Le frère d’Ataya est arrivé sur les lieux, a parlé aux soldats en hébreu, et a pu la libérer. "Trois jours plus tard, je suis revenue à mon studio", se souvient-elle. "Il n’y avait plus rien. Ils avaient tout volé. Ils ont même déraciné les arbres. Ils ont aussi pris l’enseigne. Je suis allée directement à la police et j’ai porté plainte, et je me suis adressée à l’organisation [israélienne des droits de l’homme] Yesh Din. J’ai déjà déposé quatre plaintes contre les colons auprès de la police".
"Fidaa est un symbole de la lutte"
Les œuvres d’Ataya ont été exposées dans des festivals du monde entier - en Italie, aux États-Unis, en Espagne, au Danemark, en Suède et en France, entre autres. "Je raconte des histoires. Parfois, ce sont des histoires vraies sur mes propres expériences ou des histoires que d’autres personnes m’ont racontées, et parfois ce sont des contes populaires palestiniens. Je les rends pertinentes et je les relie à notre réalité actuelle".
"La vie au village m’a donné un lien fort avec la nature. La terre fait partie de la vie des villageois. J’organise des festivals et j’invite des artistes de Palestine et d’ailleurs. Chaque fois, je choisis un nouvel endroit où je sens qu’il y a un conflit. Nous nous asseyons, rencontrons les habitants, écoutons leurs histoires et sortons avec un projet artistique collaboratif - visuel ou basé sur des histoires, en fonction du lieu et des histoires."
Votre art est-il un acte de résistance ?
"Pour moi, l’art est un moyen d’aider les gens. J’ai réalisé que je ne pouvais pas changer les choses tout seul. Je veux ramener la zone à la vie. L’occupation nous étouffe sous tous les angles."
Le 30 octobre, le festival d’Ataya, Forbidden Life, aura lieu, avec des artistes de Palestine et d’ailleurs. "Mon projet est de mettre en place trois grands festivals par an, pas seulement en Palestine. Je veux que l’art fasse partie de la nature, qu’il n’en soit pas déconnecté. C’est ma façon de faire. Je vais quelque part et j’incorpore mon art dans les gens, les lieux et l’environnement."
Maysoon Badawi, chercheuse à Yesh Din, suit la violence des colons et des militaires dans la région et coordonne le travail de l’organisation sur les questions de genre. Elle dirige également des ateliers sur l’autonomisation juridique des femmes en Cisjordanie. "Fidaa est venue me voir", dit Badawi, "elle n’a jamais pu accéder à sa terre".
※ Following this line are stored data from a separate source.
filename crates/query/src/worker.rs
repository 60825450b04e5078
use std::sync::Arc;
use std::sync::atomic::{AtomicU64, Ordering as AtomicOrdering};
use std::sync::mpsc::{self, Receiver, Sender};
use std::thread;

use log::debug;

use crate::coordinator::{FetchCompletion, FetchDispatch, FetchTicket, Generation};
use crate::source::ProductSource;

/// Runs each dispatched fetch on its own background thread.
///
/// Completions are delivered over the receiver returned by
/// [`FetchWorker::spawn`] and must be fed back to the coordinator on the UI
/// thread. Threads that finish after a newer fetch was dispatched skip
/// sending; the coordinator's generation check remains the authority.
pub struct FetchWorker<S: ProductSource + 'static> {
	source: Arc<S>,
	result_tx: Sender<FetchCompletion>,
	latest_generation: Arc<AtomicU64>,
}

impl<S: ProductSource + 'static> FetchWorker<S> {
	/// Create a worker for `source` along with the completion channel.
	pub fn spawn(source: S) -> (Self, Receiver<FetchCompletion>) {
		let (result_tx, result_rx) = mpsc::channel();
		let worker = Self {
			source: Arc::new(source),
			result_tx,
			latest_generation: Arc::new(AtomicU64::new(Generation::NONE.0)),
		};
		(worker, result_rx)
	}

	pub fn latest_generation(&self) -> Generation {
		Generation(self.latest_generation.load(AtomicOrdering::Acquire))
	}
}

impl<S: ProductSource + 'static> FetchDispatch for FetchWorker<S> {
	fn dispatch(&mut self, ticket: FetchTicket) {
		let FetchTicket {
			generation,
			request,
		} = ticket;
		self.latest_generation
			.store(generation.0, AtomicOrdering::Release);

		let source = Arc::clone(&self.source);
		let result_tx = self.result_tx.clone();
		let latest = Arc::clone(&self.latest_generation);

		thread::spawn(move || {
			let outcome = source.fetch(&request);
			if latest.load(AtomicOrdering::Acquire) != generation.0 {
				debug!("dropping superseded fetch {} for {}", generation.0, request.path());
				return;
			}
			let _ = result_tx.send(FetchCompletion {
				generation,
				outcome,
			});
		});
	}

	fn cancel(&mut self) {
		self.latest_generation
			.store(Generation::NONE.0, AtomicOrdering::Release);
	}
}

#[cfg(test)]
mod tests {
	use std::sync::{Condvar, Mutex};
	use std::time::Duration;

	use rust_decimal::Decimal;

	use super::*;
	use crate::error::FetchError;
	use crate::source::PageRequest;
	use crate::types::{Product, ProductPage};

	struct EchoSource;

	impl ProductSource for EchoSource {
		fn fetch(&self, request: &PageRequest) -> Result<ProductPage, FetchError> {
			if request.query == "boom" {
				return Err(FetchError::Network("connection reset".into()));
			}
			let item = Product::new(u64::from(request.page), request.query.clone(), Decimal::ONE);
			Ok(ProductPage::new(vec![item], 3))
		}
	}

	/// Blocks fetches for a given query until released.
	struct GatedSource {
		gate: Arc<(Mutex<bool>, Condvar)>,
	}

	impl ProductSource for GatedSource {
		fn fetch(&self, request: &PageRequest) -> Result<ProductPage, FetchError> {
			if request.query == "slow" {
				let (lock, cvar) = &*self.gate;
				let mut open = lock.lock().unwrap();
				while !*open {
					open = cvar.wait(open).unwrap();
				}
			}
			Ok(ProductPage::new(Vec::new(), 1))
		}
	}

	fn ticket(generation: u64, query: &str) -> FetchTicket {
		FetchTicket {
			generation: Generation(generation),
			request: PageRequest::new(query, 1),
		}
	}

	#[test]
	fn completions_are_forwarded_with_their_generation() {
		let (mut worker, rx) = FetchWorker::spawn(EchoSource);
		worker.dispatch(ticket(1, "abc"));

		let completion = rx
			.recv_timeout(Duration::from_secs(1))
			.expect("receive completion");
		assert_eq!(completion.generation, Generation(1));
		let page = completion.outcome.expect("successful fetch");
		assert_eq!(page.items[0].name, "abc");
		assert_eq!(page.total_pages, 3);
	}

	#[test]
	fn failures_are_forwarded_as_completions() {
		let (mut worker, rx) = FetchWorker::spawn(EchoSource);
		worker.dispatch(ticket(4, "boom"));

		let completion = rx.recv_timeout(Duration::from_secs(1)).unwrap();
		assert_eq!(
			completion.outcome,
			Err(FetchError::Network("connection reset".into()))
		);
	}

	#[test]
	fn superseded_fetches_are_not_sent() {
		let gate = Arc::new((Mutex::new(false), Condvar::new()));
		let (mut worker, rx) = FetchWorker::spawn(GatedSource {
			gate: Arc::clone(&gate),
		});

		worker.dispatch(ticket(1, "slow"));
		worker.dispatch(ticket(2, "fast"));
		assert_eq!(worker.latest_generation(), Generation(2));

		let completion = rx.recv_timeout(Duration::from_secs(1)).unwrap();
		assert_eq!(completion.generation, Generation(2));

		{
			let (lock, cvar) = &*gate;
			*lock.lock().unwrap() = true;
			cvar.notify_all();
		}
		assert!(rx.recv_timeout(Duration::from_millis(200)).is_err());
	}

	#[test]
	fn cancel_silences_in_flight_fetches() {
		let gate = Arc::new((Mutex::new(false), Condvar::new()));
		let (mut worker, rx) = FetchWorker::spawn(GatedSource {
			gate: Arc::clone(&gate),
		});

		worker.dispatch(ticket(1, "slow"));
		worker.cancel();
		{
			let (lock, cvar) = &*gate;
			*lock.lock().unwrap() = true;
			cvar.notify_all();
		}
		assert!(rx.recv_timeout(Duration::from_millis(200)).is_err());
		assert_eq!(worker.latest_generation(), Generation::NONE);
	}
}
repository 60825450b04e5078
mod args;
mod output;

pub(crate) use args::{CliArgs, OutputFormat, parse_cli};
pub(crate) use output::{print_json, print_plain};
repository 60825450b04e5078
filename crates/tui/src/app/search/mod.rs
//! Coordinator pumping.
//!
//! Completions from the background worker are drained here and the debounce
//! timer is polled once per frame.

use std::sync::mpsc::TryRecvError;
use std::time::Instant;

use log::warn;
use vitrine_query::{Applied, FetchCompletion};

use super::App;

impl App<'_> {
	/// Advance the coordinator: apply finished fetches, then fire a due timer.
	pub fn tick(&mut self, now: Instant) {
		self.pump_completions();
		self.coordinator.poll(now);
		if self.is_loading() {
			self.throbber_state.calc_next();
		}
		self.ensure_selection();
	}

	/// Hand one fetch outcome to the coordinator.
	pub fn apply_completion(&mut self, completion: FetchCompletion) -> Applied {
		let applied = self.coordinator.complete(completion);
		if applied == Applied::Ready {
			self.table_state.select(Some(0));
		}
		self.ensure_selection();
		applied
	}

	fn pump_completions(&mut self) {
		loop {
			let Some(rx) = &self.completions else {
				return;
			};
			match rx.try_recv() {
				Ok(completion) => {
					self.apply_completion(completion);
				}
				Err(TryRecvError::Empty) => return,
				Err(TryRecvError::Disconnected) => {
					warn!("fetch worker channel closed");
					self.completions = None;
					return;
				}
			}
		}
	}
}
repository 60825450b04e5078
//! Single-line search prompt backed by `tui-textarea`.

use ratatui::Frame;
use ratatui::crossterm::event::{KeyCode, KeyEvent, KeyModifiers};
use ratatui::layout::Rect;
use ratatui::style::Style;
use tui_textarea::{CursorMove, TextArea};

pub struct SearchInput<'a> {
	textarea: TextArea<'a>,
}

impl<'a> SearchInput<'a> {
	pub fn new(initial: impl Into<String>) -> Self {
		let mut textarea = TextArea::new(vec![initial.into()]);
		textarea.set_cursor_line_style(Style::default());
		textarea.set_placeholder_text("Search products...");
		textarea.move_cursor(CursorMove::End);
		Self { textarea }
	}

	pub fn text(&self) -> &str {
		self.textarea
			.lines()
			.first()
			.map(String::as_str)
			.unwrap_or("")
	}

	/// Feed a key to the editor, returning `true` if the text changed.
	///
	/// Keys that would split the line are swallowed.
	pub fn input(&mut self, key: KeyEvent) -> bool {
		let splits_line = matches!(key.code, KeyCode::Enter)
			|| (key.modifiers.contains(KeyModifiers::CONTROL)
				&& matches!(key.code, KeyCode::Char('m') | KeyCode::Char('j')));
		if splits_line {
			return false;
		}

		let before = self.text().to_string();
		self.textarea.input(key);
		self.text() != before
	}

	pub fn render(&self, frame: &mut Frame, area: Rect) {
		frame.render_widget(&self.textarea, area);
	}
}

#[cfg(test)]
mod tests {
	use super::*;

	fn key(code: KeyCode) -> KeyEvent {
		KeyEvent::new(code, KeyModifiers::NONE)
	}

	#[test]
	fn typing_reports_changes() {
		let mut input = SearchInput::new("");
		assert!(input.input(key(KeyCode::Char('a'))));
		assert!(input.input(key(KeyCode::Char('b'))));
		assert_eq!(input.text(), "ab");
	}

	#[test]
	fn cursor_movement_is_not_a_change() {
		let mut input = SearchInput::new("abc");
		assert!(!input.input(key(KeyCode::Left)));
		assert!(!input.input(key(KeyCode::Home)));
		assert_eq!(input.text(), "abc");
	}

	#[test]
	fn enter_never_splits_the_line() {
		let mut input = SearchInput::new("abc");
		assert!(!input.input(key(KeyCode::Enter)));
		assert!(!input.input(KeyEvent::new(KeyCode::Char('m'), KeyModifiers::CONTROL)));
		assert_eq!(input.text(), "abc");
	}

	#[test]
	fn initial_text_places_cursor_at_end() {
		let mut input = SearchInput::new("me");
		input.input(key(KeyCode::Char('s')));
		assert_eq!(input.text(), "mes");
	}

	#[test]
	fn backspace_edits_text() {
		let mut input = SearchInput::new("abc");
		assert!(input.input(key(KeyCode::Backspace)));
		assert_eq!(input.text(), "ab");
	}
}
"Pour moi, Fidaa est un symbole de la lutte. Elle s’est rendue seule à la police pour déposer une plainte à trois reprises. Ce n’est pas une chose facile à faire", explique Badawi. "Elle ne jette pas l’éponge. Ils ont déraciné ses arbres plusieurs fois, mais elle n’a pas abandonné. Il est important de porter plainte auprès de la police. Cela ne mettra pas fin à l’occupation, mais les colons doivent comprendre que quelqu’un garde un œil sur eux."